第三話:揺らぎの片鱗
「そういえば風紀委員会は何だって?」影は2年D組において風紀委員に所属しており、今日は急遽委員会が開催され影はそれに出席していたのである。
「何か最近学校の周りに不審者が出るんだって。そのことで」
日向は不穏な単語に眉を寄せる。
「不審者?」
「そう。小学生の子が何人か声かけられたんだって。刃物で切りつけられた子もいるって」
影が不安そうに目を伏せる。華奢なせいかそうする影は酷く儚い印象を与える。
「それで、多分明日ちゃんと説明があると思うんだけど、」
影が酷く言いにくそうに口ごもる。
「まさか風紀委員が見回りするとかいう話じゃないだろうな」
「…!」
ビクッと影が肩を震わす。
「う、」
「そうなんだな」
二人の視線の先に、徳丸スーパーが見えてきた。だが日向が足を止めたので、影もそれに倣う。
「影」
「う、うん。三人一組だから、」
「駄目だ」
日向はにべもない。吐き捨てられ、影は喉を詰まらせる。
「で、でも」
「お前は精神的なものが体に影響しやすい。危ないって最初から分かってることをやらせるわけないだろうが」
「だけど、みんなが」
「みんなは関係ない。お前はお前。同じ委員会だからって負う責任まで同じにする必要ないだろ」
「兄さん、」
「他の委員だってそうだ。
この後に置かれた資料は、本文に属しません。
//! Parity-slot value objects.
//!
//! A disk's parity coverage is tracked per slot. Each live file block is
//! pinned to one slot; a removed block leaves a tombstone behind so the
//! slot's on-parity content stays interpretable until the slot is reused.

pub const HASH_SIZE: usize = 16;

pub type Hash = [u8; HASH_SIZE];

pub const ZERO_HASH: Hash = [0; HASH_SIZE];

/// Slot index inside a disk's block array. Parity files are addressed by
/// the same index, so the k-th parity block covers slot k on every disk.
pub type BlockPos = u32;

/// Sentinel for a block that has not been through slot allocation yet.
pub const POS_UNALLOCATED: BlockPos = BlockPos::MAX;

/// Lifecycle stage of a slot's content.
///
/// `Blk` means the parity on disk was computed from exactly this hash.
/// `Chg` and `New` are in-flight states: the block is live but parity
/// either covers an older hash (`Chg`, which carries it) or nothing yet
/// (`New`). `Deleted` only ever appears inside a tombstone.
#[derive(Debug, Clone, Copy, PartialEq, Eq)]
pub enum BlockState {
    Blk,
    Chg,
    New,
    Deleted,
}

/// One block of a file: its slot assignment, state, and data hash.
#[derive(Debug, Clone, PartialEq, Eq)]
pub struct Block {
    pub parity_pos: BlockPos,
    pub state: BlockState,
    pub hash: Hash,
}

impl Block {
    /// A block waiting for slot allocation.
    pub fn unallocated() -> Self {
        Block {
            parity_pos: POS_UNALLOCATED,
            state: BlockState::New,
            hash: ZERO_HASH,
        }
    }

    pub fn new(parity_pos: BlockPos, state: BlockState, hash: Hash) -> Self {
        Block {
            parity_pos,
            state,
            hash,
        }
    }
}

/// Tombstone for a slot whose owning file was removed. Keeps the
/// pre-deletion hash (or a zero hash when the old parity coverage was
/// uncertain) so a later sync can still diff the slot incrementally.
#[derive(Debug, Clone)]
pub struct DeletedBlock {
    pub block: Block,
}

impl DeletedBlock {
    pub fn new(parity_pos: BlockPos, hash: Hash) -> Self {
        DeletedBlock {
            block: Block::new(parity_pos, BlockState::Deleted, hash),
        }
    }
}

/// Number of slots a file of `size` bytes occupies.
pub fn block_count(size: u64, block_size: u64) -> u32 {
    debug_assert!(block_size > 0);
    (size.div_ceil(block_size)) as u32
}

#[cfg(test)]
mod tests {
    use super::*;

    #[test]
    fn block_count_rounds_up() {
        assert_eq!(block_count(0, 1024), 0);
        assert_eq!(block_count(1, 1024), 1);
        assert_eq!(block_count(1024, 1024), 1);
        assert_eq!(block_count(1025, 1024), 2);
        assert_eq!(block_count(10 * 1024, 1024), 10);
    }

    #[test]
    fn unallocated_block_is_new() {
        let b = Block::unallocated();
        assert_eq!(b.state, BlockState::New);
        assert_eq!(b.parity_pos, POS_UNALLOCATED);
        assert_eq!(b.hash, ZERO_HASH);
    }
}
不審者がいるって言われてるとこを見回りさせるなんて親が聞いたら大問題だろ?」
何だって生徒が見回りなどしないといけないんだ。日向は心底そう思う。
「誰だ、そんなこと言い出したのは」
「み、御鶴城先生」
日向がよく思っていない教員の名前を言う影は声を震わせている。
「御鶴城?くそ、面倒なことを」
日向は唇を噛む。何故か日向と御鶴城はことごとく衝突している。自分のせいだよね、と影は思う。体調をしょっちゅう崩している影は、先生によっては目をつけられている。曰く、弛んでいるからだ・兄貴の背中に隠れているからだ、とか。御鶴城もその一人だ。だから日向とも衝突するのだろう。
「とにかく駄目だ。御鶴城が何と言おうと駄目からな。お前が行くくらいなら俺が行く」
強い口調で言い、日向は歩き出す。影はうん、とか細い声で応え、兄に続いた。